Translated by Sandy Lau
Tasty Dishes Right to Your Table! Top 7 Souvenirs From Japan
Written by Kogetsu
Do you usually buy snacks in Japan to give out as souvenirs? How about getting some seasonings or instant meals instead? You and your loved ones can savor the flavors of Japan at home! We introduce seven food products that can easily be found at supermarkets and discount shops.
Japanese Food Products as Souvenirs
Whether you're buying something for yourself or loved ones, many travelers choose snacks as souvenirs from Japan. In addition to sweets and snacks, we recommend food products that help you prepare Japanese cuisine at home.

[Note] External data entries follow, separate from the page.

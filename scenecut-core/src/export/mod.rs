//! Export planning: keyframe alignment and clip naming.

pub mod alignment;
pub mod clip;

pub use alignment::{Alignment, ExportAligner, ExportMode, KeyframeIndex, KeyframeProber, align};
pub use clip::{
    ClipPlan, ClipPlanSet, KeyframeSource, PlannedSegment, SegmentSource, SkippedClip,
    clip_file_name, plan_clips, sanitize_filename,
};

This article will feature seven food products you’ll want to hand out as souvenirs. These can be found at supermarkets, discount shops like Don Quijote, and most convenience stores. Enjoy an authentic taste of Japan right at home!

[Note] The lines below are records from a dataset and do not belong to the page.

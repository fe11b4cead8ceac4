// scenecut-cli/src/cli.rs
//
// Defines the command-line argument structures using clap.

use clap::{Args, Parser, Subcommand};
use scenecut_core::{ExportMode, ThresholdMode};
use std::path::PathBuf;

// --- CLI Argument Definition ---

#[derive(Parser, Debug)]
#[command(
    author,
    version, // Reads from Cargo.toml via "cargo" feature in clap
    about = "Scenecut: Scene boundary detection and refinement",
    long_about = "Finds scene cuts in a video (or a per-frame stats file), refines approximate \
                  cut times and writes a clip plan as JSON for an external exporter."
)]
pub struct Cli {
    #[command(subcommand)]
    pub command: Commands,

    /// Enable debug logging
    #[arg(short, long, global = true, default_value_t = false)]
    pub verbose: bool,
}

#[derive(Subcommand, Debug)]
pub enum Commands {
    /// Detects scenes automatically and plans one clip per scene
    Split(SplitArgs),
    /// Snaps approximate cut times to real cuts and splits long scenes
    Refine(RefineArgs),
    /// Prints the cut threshold automatic detection would use
    Threshold(ThresholdArgs),
}

/// Where the content-change series comes from.
#[derive(Args, Debug, Clone)]
pub struct SourceArgs {
    /// Video file to analyse
    #[arg(short = 'i', long = "input", value_name = "VIDEO")]
    pub input: Option<PathBuf>,

    /// Per-frame stats CSV with a content_val column, used instead of decoding
    #[arg(long, value_name = "CSV")]
    pub stats: Option<PathBuf>,

    /// Frame rate of the stats file (defaults to the probed or fallback rate)
    #[arg(long, value_name = "FPS")]
    pub frame_rate: Option<f64>,

    /// Total duration in seconds (defaults to the probed duration)
    #[arg(long, value_name = "SECONDS")]
    pub duration: Option<f64>,
}

/// Options shared by the commands that produce a clip plan.
#[derive(Args, Debug, Clone)]
pub struct PlanArgs {
    /// Scenes shorter than this are dropped
    #[arg(long, value_name = "MS")]
    pub min_scene_ms: Option<u64>,

    /// Export alignment: fast (keyframes) or precise (exact times)
    #[arg(long, value_name = "MODE")]
    pub mode: Option<ExportMode>,

    /// Write the clip plan here instead of stdout
    #[arg(short = 'o', long = "output", value_name = "FILE")]
    pub output: Option<PathBuf>,
}

#[derive(Parser, Debug)]
pub struct SplitArgs {
    #[command(flatten)]
    pub source: SourceArgs,

    /// Cut threshold: "auto" or a number
    #[arg(long, value_name = "THRESHOLD")]
    pub threshold: Option<ThresholdMode>,

    #[command(flatten)]
    pub plan: PlanArgs,
}

#[derive(Parser, Debug)]
pub struct RefineArgs {
    #[command(flatten)]
    pub source: SourceArgs,

    /// JSON file of approximate cut times: numbers or {"approximateSeconds": ..} objects
    #[arg(long, value_name = "JSON", required = true)]
    pub hints: PathBuf,

    /// Half-width in seconds of the window searched around each hint
    #[arg(long, value_name = "SECONDS")]
    pub radius: Option<f64>,

    /// Minimum adaptive ratio for a consensus cut
    #[arg(long, value_name = "RATIO")]
    pub adaptive_threshold: Option<f64>,

    /// Adaptive ratio that cuts without hash agreement
    #[arg(long, value_name = "RATIO")]
    pub screamer_threshold: Option<f64>,

    /// Minimum normalized hash distance for a consensus cut
    #[arg(long, value_name = "DISTANCE")]
    pub hash_threshold: Option<f64>,

    /// Skip the dual-signal sub-scene pass
    #[arg(long, default_value_t = false)]
    pub no_consensus: bool,

    #[command(flatten)]
    pub plan: PlanArgs,
}

#[derive(Parser, Debug)]
pub struct ThresholdArgs {
    #[command(flatten)]
    pub source: SourceArgs,

    /// Minimum scene length used to space candidate peaks
    #[arg(long, value_name = "MS")]
    pub min_scene_ms: Option<u64>,
}

#[cfg(test)]
mod tests {
    use super::*;

    #[test]
    fn test_split_flags_parse() {
        let cli = Cli::try_parse_from([
            "scenecut",
            "split",
            "--stats",
            "stats.csv",
            "--frame-rate",
            "25",
            "--threshold",
            "30",
            "--mode",
            "precise",
            "-v",
        ])
        .unwrap();

        assert!(cli.verbose);
        match cli.command {
            Commands::Split(args) => {
                assert_eq!(args.source.frame_rate, Some(25.0));
                assert_eq!(args.threshold, Some(ThresholdMode::Fixed(30.0)));
                assert_eq!(args.plan.mode, Some(ExportMode::Precise));
            }
            other => panic!("unexpected command: {other:?}"),
        }
    }

    #[test]
    fn test_refine_requires_hints() {
        assert!(Cli::try_parse_from(["scenecut", "refine", "-i", "a.mp4"]).is_err());
    }

    #[test]
    fn test_bad_mode_is_rejected() {
        let result = Cli::try_parse_from(["scenecut", "split", "-i", "a.mp4", "--mode", "lossless"]);
        assert!(result.is_err());
    }
}
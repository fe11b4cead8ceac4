//! Utility functions for formatting and time conversion.
//!
//! General-purpose helpers used throughout the scenecut-core library.

use std::path::Path;

/// Formats seconds as HH:MM:SS.mmm (e.g., 3725.5 -> "01:02:05.500"). Returns "??:??:??" for invalid inputs.
#[must_use]
pub fn format_duration(seconds: f64) -> String {
    if seconds < 0.0 || !seconds.is_finite() {
        return "??:??:??".to_string();
    }

    let total_millis = seconds_to_millis(seconds);
    let millis = total_millis % 1000;
    let total_seconds = total_millis / 1000;
    let hours = total_seconds / 3600;
    let minutes = (total_seconds % 3600) / 60;
    let secs = total_seconds % 60;
    format!("{hours:02}:{minutes:02}:{secs:02}.{millis:03}")
}

/// Rounds seconds to the nearest whole millisecond.
#[must_use]
pub fn seconds_to_millis(seconds: f64) -> i64 {
    (seconds * 1000.0).round() as i64
}

/// Parses an ffprobe rational frame rate such as "30000/1001" or "25".
///
/// Returns None for "0/0", zero, negative or malformed values.
#[must_use]
pub fn parse_frame_rate(text: &str) -> Option<f64> {
    let text = text.trim();
    let rate = match text.split_once('/') {
        Some((num, den)) => {
            let num = num.trim().parse::<f64>().ok()?;
            let den = den.trim().parse::<f64>().ok()?;
            if den == 0.0 {
                return None;
            }
            num / den
        }
        None => text.parse::<f64>().ok()?,
    };
    (rate.is_finite() && rate > 0.0).then_some(rate)
}

/// File stem used as the base of clip names, "video" when the path has none.
#[must_use]
pub fn clip_base_name(path: &Path) -> String {
    path.file_stem()
        .map(|stem| stem.to_string_lossy().into_owned())
        .filter(|stem| !stem.is_empty())
        .unwrap_or_else(|| "video".to_string())
}

#[cfg(test)]
mod tests {
    use super::*;

    #[test]
    fn test_format_duration() {
        assert_eq!(format_duration(0.0), "00:00:00.000");
        assert_eq!(format_duration(3725.5), "01:02:05.500");
        assert_eq!(format_duration(59.9996), "00:01:00.000");
        assert_eq!(format_duration(-1.0), "??:??:??");
        assert_eq!(format_duration(f64::NAN), "??:??:??");
    }

    #[test]
    fn test_seconds_to_millis_rounds() {
        assert_eq!(seconds_to_millis(1.2344), 1234);
        assert_eq!(seconds_to_millis(1.2346), 1235);
        assert_eq!(seconds_to_millis(0.0), 0);
    }

    #[test]
    fn test_parse_frame_rate() {
        let ntsc = parse_frame_rate("30000/1001").unwrap();
        assert!((ntsc - 29.97).abs() < 0.001);
        assert_eq!(parse_frame_rate("25/1"), Some(25.0));
        assert_eq!(parse_frame_rate("24"), Some(24.0));
        assert_eq!(parse_frame_rate("0/0"), None);
        assert_eq!(parse_frame_rate("0"), None);
        assert_eq!(parse_frame_rate("abc"), None);
    }

    #[test]
    fn test_clip_base_name() {
        assert_eq!(clip_base_name(Path::new("/media/My Trip.mov")), "My Trip");
        assert_eq!(clip_base_name(Path::new("clip.tar.mp4")), "clip.tar");
        assert_eq!(clip_base_name(Path::new("/")), "video");
    }
}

As these are perishable foods, make sure to double-check the expiration date before buying. Products that require refrigeration or are not vacuum-sealed and dried may spoil quickly.
When checking the expiration date, please note that the year comes first in Japan. For example, if the expiration date is December 3, 2020, it will be printed as “2020.03.12.”
7 Non-Snack Food Products for Souvenirs
- 1. Miso Soup
- 2. All Kinds of Japanese Soups
- 3. Ready-Made Japanese Side Dishes
- 4. Instant Ramen
- 5. Sushi Mix
- 6. Instant Blended Seasoning
- 7. Make White Rice Tastier with Toppings
- 8. Bonus Content: Japanese Rice
1. Miso Soup
Miso soup, which is made with fermented soybean paste, is a staple of Japanese cuisine.
Imagine that you're suddenly craving this delicious soup at home; if you decide to cook it yourself, you'll need to have miso and dashi stock on hand. Once you find a recipe, it also takes practice to make it properly.
While this may sound okay for those who love cooking, what should you do if you’re not confident in the kitchen?
We recommend instant miso soup. Stop by a supermarket to find a variety of products from ready-to-eat miso cups to freeze-dried powders.
Our writer personally recommends the freeze-dried miso. This product is packed with essential ingredients—soup, wakame seaweed, tofu, and vegetables. All you have to do is pour the contents into a bowl, add hot water, and mix. Making tasty miso soup is now surprisingly simple.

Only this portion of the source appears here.